I wasn’t going to post about Politics again so soon but I see Gordon Brown has been getting pelters for referring to a voter as a bigot.

Is that really the story here?

Which of us has not said one thing to somebody for the sake of being polite and yet revealed a contrary opinion when in private?

For this is the crux. Gordon Brown’s “gaffe” was uttered in private. It was not for public consumption. The fact he was miked up at the time does not negate that.

So who is in the wrong here?

I would say that it was those journalists who were eavesdropping on his private conversations and did not immediately switch off their receivers nor forget what they’d heard.

Let us not forget that the man is – for the moment – Prime Minister. The journalists had no right to listen in to his private conversations. If they had such a right we might as well forget all about the thirty year (or is it twenty year now?) rule and wire the Cabinet Office for sound right now and be let in on those deliberations.

That the journalists did listen in is contemptible. To then reveal the content is politics of the lowest variety.

And for what it’s worth Gordon Brown was right. The woman was – is – a bigot; at least in what I heard her say to him.

Unelected?

No British voter elects a Prime Minister. Neither do we elect a government.

All we vote for – all we ever vote for – in UK General Elections is a representative, a single member of Parliament.

I have voted in nine General Elections and have yet to find a question on the ballot paper asking me who(m) do I wish to be Prime Minister – or indeed whom I wish to be in government.

The only person who can be said to “vote” for the Prime Minister is the monarch – at present the Queen – who invites an MP to form a government (albeit usually on advice from the outgoing PM.) This is true whether that invited MP can “command” a majority in the House of Commons or not. It is Parliament (a word, by the way, derived from French and meaning, almost literally, talking shop) which decides whether a government exists or not; as only the House of Commons can vote a government down.

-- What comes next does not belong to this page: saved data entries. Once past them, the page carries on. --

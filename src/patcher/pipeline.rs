use crate::config::PatchConfig;
use anyhow::Result;
use std::path::{Path, PathBuf};

/// One substitution rule against one known frontend file.
///
/// `apply` returns `None` when the expected pattern is absent (the bundle
/// drifted from the version the rule was written against). Rules never
/// error and never panic on arbitrary input; the caller decides what a
/// miss means.
pub trait Patch: Send + Sync {
    fn name(&self) -> &str;
    /// Path suffix of the bundle file this rule targets, e.g. "ui/InspectorView.js".
    fn target(&self) -> &str;
    fn apply(&self, content: &str) -> Option<String>;
}

pub struct PatchPipeline {
    patches: Vec<Box<dyn Patch>>,
}

impl PatchPipeline {
    pub fn new(config: &PatchConfig) -> Self {
        use super::patches;
        let mut pipeline = Self { patches: Vec::new() };
        let frontend = &config.frontend;

        if config.patches.common_revealer {
            pipeline.patches.push(Box::new(patches::revealer::CommonRevealerPatch));
        }
        if config.patches.handle_action {
            pipeline.patches.push(Box::new(patches::inspector_view::HandleActionPatch));
        }
        if config.patches.show_drawer {
            pipeline.patches.push(Box::new(patches::inspector_view::ShowDrawerPatch));
        }
        if config.patches.drawer_tab_location {
            pipeline.patches.push(Box::new(
                patches::inspector_view::DrawerTabLocationPatch::new(&frontend.drawer_default_tab),
            ));
        }
        if config.patches.main_tab_location {
            pipeline.patches.push(Box::new(
                patches::inspector_view::MainTabLocationPatch::new(&frontend.panel_default_tab),
            ));
        }
        if config.patches.append_tab {
            pipeline.patches.push(Box::new(
                patches::tabbed_pane::AppendTabPatch::new(&frontend.allowed_tabs),
            ));
        }
        if config.patches.show_elements_tab {
            pipeline.patches.push(Box::new(
                patches::view_manager::ShowElementsTabPatch::new(&frontend.elements_panel),
            ));
        }
        if config.patches.more_tools {
            pipeline.patches.push(Box::new(patches::main_impl::MoreToolsPatch));
        }
        if config.patches.toolbar_css {
            pipeline.patches.push(Box::new(
                patches::shell_css::ToolbarCssPatch::new(frontend.release_mode),
            ));
        }
        if config.patches.tab_slider_css {
            pipeline.patches.push(Box::new(
                patches::shell_css::TabSliderCssPatch::new(frontend.release_mode),
            ));
        }
        if config.patches.right_toolbar_css {
            pipeline.patches.push(Box::new(
                patches::shell_css::RightToolbarCssPatch::new(frontend.release_mode),
            ));
        }

        tracing::info!("Patch pipeline initialized with {} patches", pipeline.patches.len());
        pipeline
    }

    /// Applies every rule targeting `file` in registration order. A rule
    /// whose pattern is missing logs a warning and leaves the text as it
    /// was, so the host always gets something loadable back.
    pub fn patch_content(&self, file: &str, content: &str) -> String {
        let mut result = content.to_string();
        for patch in &self.patches {
            if !file.ends_with(patch.target()) {
                continue;
            }
            match patch.apply(&result) {
                Some(patched) => result = patched,
                None => tracing::warn!(
                    "Patch '{}' found no match in {}; bundle may have drifted",
                    patch.name(),
                    file
                ),
            }
        }
        result
    }

    /// Dry run: for every rule targeting `file`, whether its pattern is present.
    pub fn check_content(&self, file: &str, content: &str) -> Vec<(&str, bool)> {
        self.patches
            .iter()
            .filter(|p| file.ends_with(p.target()))
            .map(|p| (p.name(), p.apply(content).is_some()))
            .collect()
    }

    pub async fn patch_build(&self, build_dir: &Path) -> Result<u32> {
        let mut count = 0u32;

        for path in collect_sources(build_dir).await? {
            let rel = relative_key(build_dir, &path);
            let content = tokio::fs::read_to_string(&path).await?;
            let patched = self.patch_content(&rel, &content);
            if patched != content {
                tokio::fs::write(&path, patched).await?;
                count += 1;
                tracing::debug!("Patched: {}", rel);
            }
        }

        tracing::info!("Patched {} files in {:?}", count, build_dir);
        Ok(count)
    }

    /// Dry run over a whole bundle: logs per file which rules match and
    /// returns how many enabled patterns were not found.
    pub async fn check_build(&self, build_dir: &Path) -> Result<u32> {
        let mut missing = 0u32;

        for path in collect_sources(build_dir).await? {
            let rel = relative_key(build_dir, &path);
            let content = tokio::fs::read_to_string(&path).await?;
            for (patch, matched) in self.check_content(&rel, &content) {
                if matched {
                    tracing::info!("{}: '{}' matches", rel, patch);
                } else {
                    tracing::warn!("{}: '{}' pattern NOT found", rel, patch);
                    missing += 1;
                }
            }
        }

        Ok(missing)
    }
}

/// All .js/.css files under `build_dir`, recursively; DevTools bundles
/// nest their modules (ui/, common/, main/).
async fn collect_sources(build_dir: &Path) -> Result<Vec<PathBuf>> {
    let mut files = Vec::new();
    let mut dirs = vec![build_dir.to_path_buf()];

    while let Some(dir) = dirs.pop() {
        let mut entries = tokio::fs::read_dir(&dir).await?;
        while let Some(entry) = entries.next_entry().await? {
            let path = entry.path();
            if entry.file_type().await?.is_dir() {
                dirs.push(path);
                continue;
            }
            let name = path.file_name().unwrap_or_default().to_string_lossy().to_string();
            if name.ends_with(".js") || name.ends_with(".css") {
                files.push(path);
            }
        }
    }

    Ok(files)
}

/// Path of `path` under `base` with forward slashes, matching how rules
/// name their targets.
fn relative_key(base: &Path, path: &Path) -> String {
    let rel = path.strip_prefix(base).unwrap_or(path);
    rel.components()
        .map(|c| c.as_os_str().to_string_lossy())
        .collect::<Vec<_>>()
        .join("/")
}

In this regard I find the complaints that Gordon Brown was an unelected PM to be strange, even ignorant – if not deliberately mischievous. He was as elected – or unelected – as Tony Blair, John Major, Margaret Thatcher, James Callaghan, Harold Wilson, Edward Heath, Alec Douglas Home, Harold MacMillan etc. etc. before him.

Every Member of Parliament has been elected, except, in days past, for the Speaker, whom convention required to be unopposed – and he or she could not become PM. UKIP and others are, I believe standing against John Bercow on May 6th. Michael Martin had some opposition too last time as I recall.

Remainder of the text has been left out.